Study material Start Marker

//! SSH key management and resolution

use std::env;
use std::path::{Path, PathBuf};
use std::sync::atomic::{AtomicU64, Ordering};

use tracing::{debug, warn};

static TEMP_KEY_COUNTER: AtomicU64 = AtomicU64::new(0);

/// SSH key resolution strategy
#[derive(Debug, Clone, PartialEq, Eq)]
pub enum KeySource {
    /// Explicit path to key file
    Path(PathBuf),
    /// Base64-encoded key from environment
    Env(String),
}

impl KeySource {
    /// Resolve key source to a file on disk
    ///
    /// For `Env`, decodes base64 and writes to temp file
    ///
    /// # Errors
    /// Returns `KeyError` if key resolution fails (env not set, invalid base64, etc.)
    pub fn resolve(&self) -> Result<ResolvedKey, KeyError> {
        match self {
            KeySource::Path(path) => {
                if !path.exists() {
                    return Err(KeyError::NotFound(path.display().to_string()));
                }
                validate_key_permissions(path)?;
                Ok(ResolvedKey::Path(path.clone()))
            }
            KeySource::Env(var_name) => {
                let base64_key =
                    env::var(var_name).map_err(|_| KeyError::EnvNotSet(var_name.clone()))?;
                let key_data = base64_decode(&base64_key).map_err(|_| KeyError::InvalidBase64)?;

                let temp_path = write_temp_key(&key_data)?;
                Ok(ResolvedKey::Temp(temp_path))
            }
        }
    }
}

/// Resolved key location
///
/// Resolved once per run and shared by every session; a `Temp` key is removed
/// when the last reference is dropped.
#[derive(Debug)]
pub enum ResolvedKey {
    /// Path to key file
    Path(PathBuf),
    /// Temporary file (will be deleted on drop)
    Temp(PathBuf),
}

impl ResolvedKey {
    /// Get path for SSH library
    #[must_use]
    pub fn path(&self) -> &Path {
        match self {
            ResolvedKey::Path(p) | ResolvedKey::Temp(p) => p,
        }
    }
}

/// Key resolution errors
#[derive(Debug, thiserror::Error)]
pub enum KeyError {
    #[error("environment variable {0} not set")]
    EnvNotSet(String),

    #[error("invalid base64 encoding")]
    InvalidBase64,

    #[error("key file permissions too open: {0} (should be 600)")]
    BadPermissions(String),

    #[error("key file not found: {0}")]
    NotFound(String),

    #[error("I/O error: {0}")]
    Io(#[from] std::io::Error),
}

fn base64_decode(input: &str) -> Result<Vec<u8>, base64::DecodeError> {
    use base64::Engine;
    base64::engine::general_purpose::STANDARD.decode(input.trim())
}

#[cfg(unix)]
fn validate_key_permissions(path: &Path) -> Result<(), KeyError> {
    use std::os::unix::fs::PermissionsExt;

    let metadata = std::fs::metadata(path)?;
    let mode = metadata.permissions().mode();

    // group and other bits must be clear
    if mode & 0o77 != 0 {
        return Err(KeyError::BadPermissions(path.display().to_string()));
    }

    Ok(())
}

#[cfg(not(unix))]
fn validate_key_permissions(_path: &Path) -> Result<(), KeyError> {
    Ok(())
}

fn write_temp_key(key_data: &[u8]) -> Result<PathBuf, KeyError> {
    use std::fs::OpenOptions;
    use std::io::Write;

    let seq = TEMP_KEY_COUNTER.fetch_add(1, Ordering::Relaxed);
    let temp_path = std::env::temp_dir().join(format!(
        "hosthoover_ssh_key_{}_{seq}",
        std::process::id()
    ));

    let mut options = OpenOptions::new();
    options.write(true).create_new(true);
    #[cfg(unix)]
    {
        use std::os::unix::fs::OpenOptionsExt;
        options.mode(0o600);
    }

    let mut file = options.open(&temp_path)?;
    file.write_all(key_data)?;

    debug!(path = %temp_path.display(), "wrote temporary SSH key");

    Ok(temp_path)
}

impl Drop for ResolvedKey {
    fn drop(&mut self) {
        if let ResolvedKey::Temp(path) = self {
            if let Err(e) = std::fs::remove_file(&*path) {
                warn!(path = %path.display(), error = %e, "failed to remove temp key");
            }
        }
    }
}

Study material End Marker

▶ Prompt: Exactly the lines from the start of the entries through the one bearing "pub enum KeySource" are to be output, with both ends included.

▶ Answer to this problem:
//! SSH key management and resolution

use std::env;
use std::path::{Path, PathBuf};
use std::sync::atomic::{AtomicU64, Ordering};

use tracing::{debug, warn};

static TEMP_KEY_COUNTER: AtomicU64 = AtomicU64::new(0);

/// SSH key resolution strategy
#[derive(Debug, Clone, PartialEq, Eq)]
pub enum KeySource {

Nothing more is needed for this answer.